Records from a data collection:
'''

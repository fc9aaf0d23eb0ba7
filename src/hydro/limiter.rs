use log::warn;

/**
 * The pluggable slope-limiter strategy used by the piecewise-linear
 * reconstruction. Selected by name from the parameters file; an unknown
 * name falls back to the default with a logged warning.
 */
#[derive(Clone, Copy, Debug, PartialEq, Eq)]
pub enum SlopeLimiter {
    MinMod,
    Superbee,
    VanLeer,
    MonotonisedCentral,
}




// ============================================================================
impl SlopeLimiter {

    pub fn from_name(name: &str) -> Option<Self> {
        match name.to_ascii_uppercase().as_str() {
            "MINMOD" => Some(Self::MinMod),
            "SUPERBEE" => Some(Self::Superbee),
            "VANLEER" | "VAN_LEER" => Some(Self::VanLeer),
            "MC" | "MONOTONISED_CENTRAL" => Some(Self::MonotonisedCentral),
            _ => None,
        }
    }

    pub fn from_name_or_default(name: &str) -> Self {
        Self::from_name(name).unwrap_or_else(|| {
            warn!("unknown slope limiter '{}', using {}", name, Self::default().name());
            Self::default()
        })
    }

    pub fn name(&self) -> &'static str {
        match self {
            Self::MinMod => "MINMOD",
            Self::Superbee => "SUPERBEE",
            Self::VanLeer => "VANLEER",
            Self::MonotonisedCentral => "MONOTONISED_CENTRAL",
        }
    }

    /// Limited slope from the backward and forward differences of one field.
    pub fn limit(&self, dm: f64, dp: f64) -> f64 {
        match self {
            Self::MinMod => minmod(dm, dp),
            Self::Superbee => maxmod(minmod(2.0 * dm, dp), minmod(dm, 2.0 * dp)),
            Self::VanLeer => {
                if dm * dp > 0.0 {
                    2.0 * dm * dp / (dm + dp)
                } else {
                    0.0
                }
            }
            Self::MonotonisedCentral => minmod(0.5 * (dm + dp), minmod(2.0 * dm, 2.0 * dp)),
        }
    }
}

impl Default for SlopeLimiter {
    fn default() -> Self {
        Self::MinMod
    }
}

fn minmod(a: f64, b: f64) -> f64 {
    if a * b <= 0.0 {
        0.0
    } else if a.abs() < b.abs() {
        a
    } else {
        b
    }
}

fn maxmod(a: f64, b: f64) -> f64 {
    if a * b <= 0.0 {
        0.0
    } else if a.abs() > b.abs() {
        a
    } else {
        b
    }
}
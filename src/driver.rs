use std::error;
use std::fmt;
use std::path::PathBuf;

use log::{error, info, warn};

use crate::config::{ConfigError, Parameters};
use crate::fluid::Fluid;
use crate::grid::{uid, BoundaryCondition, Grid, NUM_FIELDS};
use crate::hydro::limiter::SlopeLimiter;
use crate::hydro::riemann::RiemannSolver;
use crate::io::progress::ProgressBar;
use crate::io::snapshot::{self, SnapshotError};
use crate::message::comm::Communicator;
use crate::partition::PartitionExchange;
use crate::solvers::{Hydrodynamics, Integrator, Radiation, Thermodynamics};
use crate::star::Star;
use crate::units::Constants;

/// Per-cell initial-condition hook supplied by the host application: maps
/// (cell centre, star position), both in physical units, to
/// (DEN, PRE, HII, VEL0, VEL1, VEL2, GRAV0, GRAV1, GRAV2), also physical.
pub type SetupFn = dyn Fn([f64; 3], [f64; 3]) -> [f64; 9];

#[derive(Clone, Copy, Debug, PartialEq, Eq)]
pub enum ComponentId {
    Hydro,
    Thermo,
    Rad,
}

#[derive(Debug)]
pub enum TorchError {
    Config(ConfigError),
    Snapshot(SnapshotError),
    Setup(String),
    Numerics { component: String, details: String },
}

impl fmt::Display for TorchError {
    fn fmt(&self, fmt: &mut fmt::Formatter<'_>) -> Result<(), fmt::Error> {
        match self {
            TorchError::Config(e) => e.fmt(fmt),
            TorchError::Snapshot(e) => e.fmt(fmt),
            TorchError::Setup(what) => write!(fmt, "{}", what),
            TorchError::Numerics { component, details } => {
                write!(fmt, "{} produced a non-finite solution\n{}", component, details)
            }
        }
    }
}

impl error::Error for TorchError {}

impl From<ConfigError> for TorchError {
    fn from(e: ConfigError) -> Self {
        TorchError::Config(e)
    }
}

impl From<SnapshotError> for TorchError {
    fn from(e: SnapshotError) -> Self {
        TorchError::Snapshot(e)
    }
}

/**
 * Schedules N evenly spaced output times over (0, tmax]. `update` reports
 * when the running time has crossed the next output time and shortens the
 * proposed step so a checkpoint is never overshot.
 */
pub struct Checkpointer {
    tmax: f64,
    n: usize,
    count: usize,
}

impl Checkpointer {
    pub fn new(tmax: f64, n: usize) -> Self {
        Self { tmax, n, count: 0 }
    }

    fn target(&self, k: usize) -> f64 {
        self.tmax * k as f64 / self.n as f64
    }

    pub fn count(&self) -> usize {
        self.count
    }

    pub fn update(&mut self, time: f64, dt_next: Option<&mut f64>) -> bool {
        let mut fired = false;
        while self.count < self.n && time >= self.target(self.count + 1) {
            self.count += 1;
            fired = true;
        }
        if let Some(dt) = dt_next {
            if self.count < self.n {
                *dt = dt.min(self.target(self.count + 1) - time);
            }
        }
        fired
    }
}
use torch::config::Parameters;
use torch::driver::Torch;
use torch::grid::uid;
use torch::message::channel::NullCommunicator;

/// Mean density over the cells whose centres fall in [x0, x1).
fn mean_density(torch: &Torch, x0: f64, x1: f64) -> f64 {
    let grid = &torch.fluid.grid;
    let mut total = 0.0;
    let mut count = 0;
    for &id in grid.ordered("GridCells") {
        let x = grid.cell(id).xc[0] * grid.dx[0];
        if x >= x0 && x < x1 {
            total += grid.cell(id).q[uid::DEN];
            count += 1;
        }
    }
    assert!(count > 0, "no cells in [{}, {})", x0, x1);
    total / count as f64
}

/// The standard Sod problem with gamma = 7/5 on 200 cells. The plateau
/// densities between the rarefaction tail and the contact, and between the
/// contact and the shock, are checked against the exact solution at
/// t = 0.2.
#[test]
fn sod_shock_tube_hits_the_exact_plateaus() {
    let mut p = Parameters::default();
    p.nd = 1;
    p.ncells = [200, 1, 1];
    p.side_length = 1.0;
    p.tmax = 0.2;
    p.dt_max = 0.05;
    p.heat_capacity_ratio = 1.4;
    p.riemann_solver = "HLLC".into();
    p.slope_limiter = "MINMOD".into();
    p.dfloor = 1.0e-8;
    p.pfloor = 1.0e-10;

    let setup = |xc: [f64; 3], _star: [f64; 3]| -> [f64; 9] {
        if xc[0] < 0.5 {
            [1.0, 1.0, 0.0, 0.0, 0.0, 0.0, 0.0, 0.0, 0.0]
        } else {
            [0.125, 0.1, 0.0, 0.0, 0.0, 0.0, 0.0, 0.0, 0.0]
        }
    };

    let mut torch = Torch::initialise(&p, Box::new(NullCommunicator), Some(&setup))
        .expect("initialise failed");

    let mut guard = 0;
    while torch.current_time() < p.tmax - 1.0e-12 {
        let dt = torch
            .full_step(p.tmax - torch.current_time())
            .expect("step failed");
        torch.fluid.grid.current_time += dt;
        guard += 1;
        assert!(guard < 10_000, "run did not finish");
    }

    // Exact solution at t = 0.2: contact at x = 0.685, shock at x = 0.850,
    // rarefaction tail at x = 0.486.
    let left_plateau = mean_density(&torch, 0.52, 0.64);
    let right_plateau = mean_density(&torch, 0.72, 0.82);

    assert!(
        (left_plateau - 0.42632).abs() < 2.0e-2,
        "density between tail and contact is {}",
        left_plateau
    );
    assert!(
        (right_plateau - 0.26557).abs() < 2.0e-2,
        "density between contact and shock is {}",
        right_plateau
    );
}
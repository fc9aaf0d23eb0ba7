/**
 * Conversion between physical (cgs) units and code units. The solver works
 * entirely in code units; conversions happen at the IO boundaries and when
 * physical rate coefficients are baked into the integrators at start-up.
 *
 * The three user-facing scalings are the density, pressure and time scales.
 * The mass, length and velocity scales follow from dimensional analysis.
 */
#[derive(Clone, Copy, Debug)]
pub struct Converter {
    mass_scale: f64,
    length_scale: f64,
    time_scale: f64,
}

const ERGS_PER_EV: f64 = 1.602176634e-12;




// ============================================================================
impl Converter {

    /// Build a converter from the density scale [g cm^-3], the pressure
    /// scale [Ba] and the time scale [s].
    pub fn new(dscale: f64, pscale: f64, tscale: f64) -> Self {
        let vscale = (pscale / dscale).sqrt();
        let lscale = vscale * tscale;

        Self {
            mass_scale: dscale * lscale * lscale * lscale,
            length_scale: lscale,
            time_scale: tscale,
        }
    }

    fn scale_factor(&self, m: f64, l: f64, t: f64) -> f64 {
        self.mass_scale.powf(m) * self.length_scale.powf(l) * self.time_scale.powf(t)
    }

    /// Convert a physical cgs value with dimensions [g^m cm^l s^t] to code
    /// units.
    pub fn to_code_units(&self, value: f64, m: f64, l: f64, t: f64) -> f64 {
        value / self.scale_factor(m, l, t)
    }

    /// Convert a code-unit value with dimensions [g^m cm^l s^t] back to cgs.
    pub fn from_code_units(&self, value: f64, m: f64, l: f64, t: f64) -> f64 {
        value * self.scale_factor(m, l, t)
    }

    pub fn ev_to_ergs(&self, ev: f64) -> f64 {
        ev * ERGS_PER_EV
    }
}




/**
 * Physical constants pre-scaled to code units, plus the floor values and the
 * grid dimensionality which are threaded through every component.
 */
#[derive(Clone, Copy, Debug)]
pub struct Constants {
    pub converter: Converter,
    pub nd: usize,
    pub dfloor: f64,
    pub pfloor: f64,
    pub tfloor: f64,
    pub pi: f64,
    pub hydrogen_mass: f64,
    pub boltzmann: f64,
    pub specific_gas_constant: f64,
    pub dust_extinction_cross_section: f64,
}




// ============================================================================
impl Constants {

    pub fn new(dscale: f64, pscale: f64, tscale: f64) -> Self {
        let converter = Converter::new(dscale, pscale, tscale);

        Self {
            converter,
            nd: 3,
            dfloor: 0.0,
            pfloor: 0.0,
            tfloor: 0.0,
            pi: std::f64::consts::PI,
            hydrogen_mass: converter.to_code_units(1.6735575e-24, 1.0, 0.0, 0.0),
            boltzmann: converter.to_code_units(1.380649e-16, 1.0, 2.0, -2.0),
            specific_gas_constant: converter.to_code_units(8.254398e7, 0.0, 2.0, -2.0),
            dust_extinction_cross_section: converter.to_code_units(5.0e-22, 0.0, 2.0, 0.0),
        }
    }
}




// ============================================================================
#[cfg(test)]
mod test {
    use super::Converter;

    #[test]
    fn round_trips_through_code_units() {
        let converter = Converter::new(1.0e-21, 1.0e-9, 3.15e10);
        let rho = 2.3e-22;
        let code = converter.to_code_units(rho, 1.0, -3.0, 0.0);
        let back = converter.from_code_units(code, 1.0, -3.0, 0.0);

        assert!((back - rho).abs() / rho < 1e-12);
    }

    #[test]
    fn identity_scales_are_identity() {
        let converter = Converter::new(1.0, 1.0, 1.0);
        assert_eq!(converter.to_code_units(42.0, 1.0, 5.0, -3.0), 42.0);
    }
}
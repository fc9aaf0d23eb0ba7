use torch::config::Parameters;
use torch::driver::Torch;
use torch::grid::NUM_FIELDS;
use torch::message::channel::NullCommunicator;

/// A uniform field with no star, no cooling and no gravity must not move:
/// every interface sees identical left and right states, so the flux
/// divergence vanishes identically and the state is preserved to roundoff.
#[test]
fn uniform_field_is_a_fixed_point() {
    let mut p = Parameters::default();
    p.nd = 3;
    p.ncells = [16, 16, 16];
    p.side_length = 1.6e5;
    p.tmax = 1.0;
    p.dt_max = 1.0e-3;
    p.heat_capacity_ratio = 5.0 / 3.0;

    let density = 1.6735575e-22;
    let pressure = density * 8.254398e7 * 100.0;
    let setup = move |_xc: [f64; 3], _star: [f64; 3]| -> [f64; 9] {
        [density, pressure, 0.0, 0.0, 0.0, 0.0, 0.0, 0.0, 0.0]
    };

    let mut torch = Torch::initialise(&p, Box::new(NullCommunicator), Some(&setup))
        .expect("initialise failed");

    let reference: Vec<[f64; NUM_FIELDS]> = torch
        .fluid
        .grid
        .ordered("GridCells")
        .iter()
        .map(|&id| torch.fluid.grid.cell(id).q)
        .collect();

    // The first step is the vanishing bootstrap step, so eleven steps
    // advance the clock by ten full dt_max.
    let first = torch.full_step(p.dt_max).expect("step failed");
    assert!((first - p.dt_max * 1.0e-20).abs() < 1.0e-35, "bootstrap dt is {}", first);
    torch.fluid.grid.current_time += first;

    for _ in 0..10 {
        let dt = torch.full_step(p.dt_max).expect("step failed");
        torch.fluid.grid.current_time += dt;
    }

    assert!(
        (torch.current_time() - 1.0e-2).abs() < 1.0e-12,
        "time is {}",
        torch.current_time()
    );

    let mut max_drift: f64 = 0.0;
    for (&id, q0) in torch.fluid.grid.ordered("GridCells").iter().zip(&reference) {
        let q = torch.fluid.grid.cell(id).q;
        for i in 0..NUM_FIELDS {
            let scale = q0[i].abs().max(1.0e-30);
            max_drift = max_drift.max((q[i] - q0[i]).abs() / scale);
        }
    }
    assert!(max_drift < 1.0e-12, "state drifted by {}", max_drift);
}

'''

* [ACTIVITY]:
Read through the entries, then copy every line where the string "ordered" is found.

* [REPLY TO THE TASK]:
    for &id in grid.ordered("GridCells") {
        .ordered("GridCells")
    for (&id, q0) in torch.fluid.grid.ordered("GridCells").iter().zip(&reference) {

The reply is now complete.